We had not seen our very tame and friendly robin for at least a month. She liked to sit with us, eat from our knees, completely trusting, fearless, and generally treating us like garden furniture.
When sitting in the garden and vinifying by stripping grapes from their stems into fermentation bins, she suddenly re-appeared, treating us as she always had. It was lovely to see her again, having worried that perhaps a cat might have caused her demise. She has not re-appeared.
In the meantime another robin has fancied himself as king of our territory. He is a wild fellow – dashingly active.
If this newcomer (“The Intruder”) is to become our “house” robin, he is to be trained – that is, to be trained to eat with us in our shed (which is not really a shed but a small, glazed, octagonal summerhouse).

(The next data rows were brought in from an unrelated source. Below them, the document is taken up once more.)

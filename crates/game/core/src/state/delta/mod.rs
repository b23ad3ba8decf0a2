//! Structural comparison of two state snapshots.
//!
//! A [`StateDiff`] records *which* parts changed at world / tile / team
//! granularity; the values themselves are read from the snapshots. Godmode
//! merges and external observers use it to tell what an action touched.
mod bitmask;
mod changes;
mod collection;

pub use bitmask::{TeamFields, TileFields, WorldFields};
pub use changes::{TeamChanges, TileChanges};
pub use collection::CollectionDelta;

use collection::diff_collection;

use crate::state::{GameState, TeamId, TileIndex};

#[derive(Clone, Debug, PartialEq, Eq, Default)]
#[cfg_attr(feature = "serde", derive(serde::Serialize, serde::Deserialize))]
pub struct StateDiff {
    pub world: WorldFields,
    pub tiles: CollectionDelta<TileIndex, TileChanges>,
    pub teams: CollectionDelta<TeamId, TeamChanges>,
    /// Pending effects were added or consumed.
    pub scheduler: bool,
}

impl StateDiff {
    pub fn between(before: &GameState, after: &GameState) -> Self {
        Self {
            world: changes::world_fields(&before.world, &after.world),
            tiles: diff_collection(&before.map.tiles, &after.map.tiles, |_, a, b| {
                TileChanges::from_states(a, b)
            }),
            teams: diff_collection(&before.teams, &after.teams, |_, a, b| {
                TeamChanges::from_states(a, b)
            }),
            scheduler: before.scheduler != after.scheduler,
        }
    }

    pub fn is_empty(&self) -> bool {
        self.world.is_empty() && self.tiles.is_empty() && self.teams.is_empty() && !self.scheduler
    }

    /// Teams added, removed or updated.
    pub fn touched_teams(&self) -> impl Iterator<Item = &TeamId> {
        self.teams
            .added
            .iter()
            .chain(self.teams.removed.iter())
            .chain(self.teams.updated.iter().map(|change| &change.id))
    }
}
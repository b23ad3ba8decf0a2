mod common;

use std::time::Duration;

use async_trait::async_trait;
use game_core::{TeamId, Tick};
use runtime::{
    ActionEvent, ChannelSink, Event, LogSink, NotificationEvent, NotificationSink, SinkError,
    Submission, Topic,
};
use serde_json::json;
use tokio::sync::mpsc;
use tokio::time::timeout;

use common::start;

const WAIT: Duration = Duration::from_secs(2);

fn wood_to_blue(amount: u32) -> Submission {
    Submission::new(
        "trade",
        json!({"receiver": "blue", "resources": {"pro-wood": amount}}),
    )
    .by("red")
}

struct FailingSink;

#[async_trait]
impl NotificationSink for FailingSink {
    async fn deliver(&self, _notification: &NotificationEvent) -> Result<(), SinkError> {
        Err(SinkError("mailbox full".into()))
    }
}

#[tokio::test]
async fn trade_notifies_the_receiver_once() {
    let (tx, mut rx) = mpsc::channel(8);
    let runtime = start(ChannelSink::new(tx)).await;
    let handle = runtime.handle();

    let report = handle.submit_with(wood_to_blue(5)).await.unwrap();
    assert!(report.is_committed(), "{report:?}");
    assert_eq!(report.notifications.len(), 1);

    let delivered = timeout(WAIT, rx.recv()).await.unwrap().unwrap();
    assert_eq!(delivered.team, TeamId::from("blue"));
    assert!(timeout(Duration::from_millis(100), rx.recv()).await.is_err());
}

#[tokio::test]
async fn failing_sink_never_blocks_the_game() {
    let runtime = start(FailingSink).await;
    let handle = runtime.handle();

    assert!(handle.submit_with(wood_to_blue(2)).await.unwrap().is_committed());
    assert!(handle.submit_with(wood_to_blue(3)).await.unwrap().is_committed());

    drop(handle);
    runtime.shutdown().await.unwrap();
}

#[tokio::test]
async fn action_topic_sees_commits_and_rejections() {
    let runtime = start(LogSink).await;
    let handle = runtime.handle();
    let mut actions = handle.subscribe(Topic::Action);

    handle.submit_with(wood_to_blue(1)).await.unwrap();
    handle.submit_with(wood_to_blue(500)).await.unwrap();

    let first = timeout(WAIT, actions.recv()).await.unwrap().unwrap();
    assert!(matches!(first, Event::Action(ActionEvent::Committed { .. })));
    let second = timeout(WAIT, actions.recv()).await.unwrap().unwrap();
    assert!(matches!(
        second,
        Event::Action(ActionEvent::Rejected { ref code, .. }) if code == "ACTION_INSUFFICIENT_RESOURCES"
    ));
}

#[tokio::test]
async fn ticks_publish_and_never_rewind() {
    let runtime = start(LogSink).await;
    let handle = runtime.handle();
    let mut ticks = handle.subscribe(Topic::Tick);

    let planks = Submission::new("vyroba", json!({"vyroba": "vyr-planks", "count": 2})).by("red");
    handle.submit_with(planks).await.unwrap();

    let summary = handle.tick(Tick(4)).await.unwrap();
    assert_eq!(summary.clock, Tick(4));
    assert_eq!(summary.effects.len(), 1);

    match timeout(WAIT, ticks.recv()).await.unwrap().unwrap() {
        Event::Tick(event) => {
            assert_eq!(event.clock, Tick(4));
            assert_eq!(event.effects, 1);
        }
        other => panic!("unexpected event {other:?}"),
    }

    let summary = handle.tick(Tick(1)).await.unwrap();
    assert_eq!(summary.clock, Tick(4));
    assert!(summary.effects.is_empty());
    assert_eq!(handle.snapshot().await.unwrap().world.clock, Tick(4));
}
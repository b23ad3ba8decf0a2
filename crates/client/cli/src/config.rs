//! Operator configuration: environment first, command-line flags on top.
use std::env;
use std::path::PathBuf;

use clap::Parser;
use runtime::RuntimeConfig;

/// Settings needed to load content and start a runtime.
#[derive(Clone, Debug, PartialEq, Eq)]
pub struct CliConfig {
    /// Directory holding `catalog.ron`, `config.toml` and `scenario.ron`.
    /// The bundled game is used when unset.
    pub data_dir: Option<PathBuf>,
    pub tick_seconds: u64,
    pub command_buffer: usize,
}

impl Default for CliConfig {
    fn default() -> Self {
        let runtime = RuntimeConfig::default();
        Self {
            data_dir: None,
            tick_seconds: runtime.tick_seconds,
            command_buffer: runtime.command_buffer_size,
        }
    }
}

impl CliConfig {
    /// Construct configuration from process environment variables.
    ///
    /// Environment variables:
    /// - `GAME_DATA_DIR` - Content directory (default: bundled game)
    /// - `GAME_TICK_SECONDS` - Wall-clock seconds per tick (default: 60)
    /// - `GAME_COMMAND_BUFFER` - Runtime command queue size (default: 32)
    pub fn from_env() -> Self {
        Self::from_lookup(|key| env::var(key).ok())
    }

    fn from_lookup(lookup: impl Fn(&str) -> Option<String>) -> Self {
        let mut config = Self::default();

        config.data_dir = lookup("GAME_DATA_DIR")
            .filter(|dir| !dir.is_empty())
            .map(PathBuf::from);

        if let Some(seconds) = parse(lookup("GAME_TICK_SECONDS")) {
            config.tick_seconds = seconds;
        }

        if let Some(capacity) = parse::<usize>(lookup("GAME_COMMAND_BUFFER")) {
            config.command_buffer = capacity.max(1);
        }

        config
    }

    /// Apply explicit flags over the environment values.
    #[must_use]
    pub fn with_args(mut self, args: &CliArgs) -> Self {
        if let Some(dir) = &args.data_dir {
            self.data_dir = Some(dir.clone());
        }
        if args.embedded {
            self.data_dir = None;
        }
        if let Some(seconds) = args.tick_seconds {
            self.tick_seconds = seconds;
        }
        if let Some(capacity) = args.command_buffer {
            self.command_buffer = capacity.max(1);
        }
        self
    }

    pub fn runtime_config(&self) -> RuntimeConfig {
        RuntimeConfig {
            command_buffer_size: self.command_buffer,
            tick_seconds: self.tick_seconds,
            ..RuntimeConfig::default()
        }
    }
}

/// Drive the game engine with JSON lines on stdin
#[derive(Parser, Debug, Default)]
#[command(name = "client-cli")]
#[command(version)]
pub struct CliArgs {
    /// Content directory (overrides GAME_DATA_DIR)
    #[arg(long)]
    pub data_dir: Option<PathBuf>,

    /// Ignore any content directory and play the bundled game
    #[arg(long, conflicts_with = "data_dir")]
    pub embedded: bool,

    /// Wall-clock seconds per tick (overrides GAME_TICK_SECONDS)
    #[arg(long)]
    pub tick_seconds: Option<u64>,

    /// Runtime command queue size (overrides GAME_COMMAND_BUFFER)
    #[arg(long)]
    pub command_buffer: Option<usize>,
}

fn parse<T>(value: Option<String>) -> Option<T>
where
    T: std::str::FromStr,
{
    value?.trim().parse().ok()
}
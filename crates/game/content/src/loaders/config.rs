//! Game configuration loader.

use std::path::Path;

use anyhow::Context;
use game_core::{Catalog, GameConfig};

use crate::loaders::{LoadResult, read_file};

/// Loader for game configuration from TOML files.
pub struct ConfigLoader;

impl ConfigLoader {
    /// Load config data from a TOML file and check it against `catalog`.
    ///
    /// Fields missing from the file keep their [`GameConfig::default`] values.
    pub fn load(path: &Path, catalog: &Catalog) -> LoadResult<GameConfig> {
        let content = read_file(path)?;
        Self::parse(&content, catalog).with_context(|| format!("Invalid config {}", path.display()))
    }

    pub fn parse(content: &str, catalog: &Catalog) -> LoadResult<GameConfig> {
        let config: GameConfig = toml::from_str(content).context("Failed to parse config TOML")?;
        config.validate(catalog)?;

        tracing::debug!(
            target: "content::config",
            castes = config.caste_count,
            remedies = config.plague.remedies.len(),
            "config loaded"
        );
        Ok(config)
    }
}

#[cfg(test)]
mod tests {
    use super::*;
    use crate::loaders::CatalogLoader;

    fn catalog() -> Catalog {
        CatalogLoader::parse(include_str!("../../data/catalog.ron")).expect("embedded catalog")
    }

    #[test]
    fn missing_fields_fall_back_to_defaults() {
        let config = ConfigLoader::parse("hop_ticks = 9\n", &catalog()).expect("valid config");
        assert_eq!(config.hop_ticks, 9);
        assert_eq!(config.caste_count, GameConfig::DEFAULT_CASTE_COUNT);
        assert_eq!(config.work_resource, GameConfig::default().work_resource);
    }

    #[test]
    fn decimal_strings_stay_exact() {
        let config = ConfigLoader::parse(
            "feed_growth = \"0.15\"\n[plague]\nmortality = \"0.07\"\n",
            &catalog(),
        )
        .expect("valid config");
        assert_eq!(config.feed_growth.to_string(), "0.15");
        assert_eq!(config.plague.mortality.to_string(), "0.07");
    }

    #[test]
    fn unknown_resources_are_rejected() {
        let err = ConfigLoader::parse("work_resource = \"res-mana\"\n", &catalog()).unwrap_err();
        assert!(format!("{err:#}").contains("res-mana"), "{err:#}");
    }
}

Instruction is conducted in four stages.
For the first stage it must be established that Cheddar cheese is good grub for robins. So morsels are thrown out on to flagstones for the robin to enjoy without having to become too familiar with us.
For the second stage, a morsel is thrown out on to the flagstones and a couple of pieces placed, very visibly, on the sill of the shed door. This bait, when taken, shows the robin that it is safe to be near us.
Stage three involves putting bait on the sill and more on the shed’s carpeted floor. The robin will then know that it is completely safe to be under our feet (we have to be careful when standing up).
The final stage is to bait the floor as well as the top of three boxes of bird food that stand next to my knee.
When the robin flies in, directly or indirectly, to take food from the boxes, it has been trained.
Later, as entertainment for guests, and our own pleasure, the bird will take morsels from our knees – more readily when feeding young, when both parents seem to cast caution aside.
There is something about a wild bird standing on one’s knee that is very pleasing.